Jill and Rick Van Duyvendyk answer all your gardening questions in Garden Talk on 650 CKOM and 980 CJME every Sunday morning from 9 a.m. to 11 a.m.
Here are a selection of questions and answers from the Oct. 13 show.
Q: What’s the best way to winter pots of geraniums?
A: The best thing to do is cut them back by about half to one third and then you can bring them inside — either into a garage if you have a grow light or a basement where there’s a small window. Decrease your watering, and let them go dry but not bone dry. What you’re doing is you’re you’re preserving your mother plant. The leaves are going to fall off and it is going to look a little bit lanky.
In January or February, take cuttings off that plant and root them for the next season. Rooting hormone powder for softwood cuttings will really helps to help get them rooted fast. Give them lots of light again to get them growing. Cut the mother plant back substantially
after taking cuttings so it can grow back from the base again.
Q: Can you plant perennial ferns in a pot and have them come back every year?
A: No, you can’t. They have to go in the ground. If you plant them in the pot above ground they will freeze and thaw and freeze and thaw all winter, which will be too hard on the plant. They’re really tough, especially native ferns, but make sure you are in Zone Three or Four in a very sheltered area.

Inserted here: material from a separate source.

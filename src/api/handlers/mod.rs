mod players;
mod stats;

pub use players::*;
pub use stats::*;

You can bury the pot in the ground and then remove it every year, too, and put paper on the sides of it so that you don’t get staining from the dirt. Don’t use plastic because it needs the heat from the ground to protect it.
You could bring that pot inside a garage as long as the temperature in there has a high just above zero, and it doesn’t go down below minus 5 deg C.
Read Dutch Growers’ The Art and Science of Shade Gardening with Perennials here.
Q: Do seeds expire or can they be used the following year?
A: You can definitely use them the following year. Store them in something that is
enclosed, but make sure it’s not in plastic. I have used paper envelopes and kept them in a filing cabinet. You can keep them in a freezer as well. The germination rate will go down a little with every year that you do store them, but it might just mean like instead of a
maybe a 98 per cent germination rate you might get 95 per cent germination rate. You can plant a couple more seeds in each hole to compensate.
Q: Is mid-October too early to deep water spruce and pine trees?
A: We’re starting to get the point now where the leaves are really turning colour, and that’s the key. If any of the leaves are really green wait a little longer until the frost really hits them hard. Spruce and pine set terminal buds at the end of August or beginning of September, then they go dormant.
Read more
- Garden Talk: To prune or not to prune?
- Garden Talk: Do purple apples really grow in Saskatchewan?
- Garden Talk: Plant tulips now for spectacular spring colour
- Garden Talk: Don’t let Saskatchewan winter kill your water garden
- Garden Talk: Do mushrooms at a tree base need to be removed?
Q: How do I protect Grand Select patio roses, planted both in the ground and in larger pots, for the winter?
A: The pots have to go into the ground or brought inside a garage or something like that. Tea roses are tender and have a graft point on the stem which needs to be planted
about a foot under the ground, too. Wrap them in burlap before burying them or use a box with the flaps open filled with leaves or bark mulch.
Q: My large blue spruce has lower branches dying, and black nodes on the branches. What is causing this?
A: The black nodes are usually from, you know, either aphid galls or something else that’s sucking on the sap. Once exposed to the air and sunlight, it oxidizes. Most likely it is a bad infestation of spider mite. Next year blast the trees with cold water because they can’t reproduce when they get lots of humidity, or use an insecticidal soap on them or End-All. We used to use malathion but you can’t get that anymore. Just keep on top of them and bring the numbers down. You’ll never get rid of all of them.
We’re still working on trying to find a predatory mite that can survive in Saskatchewan that will seek and destroy.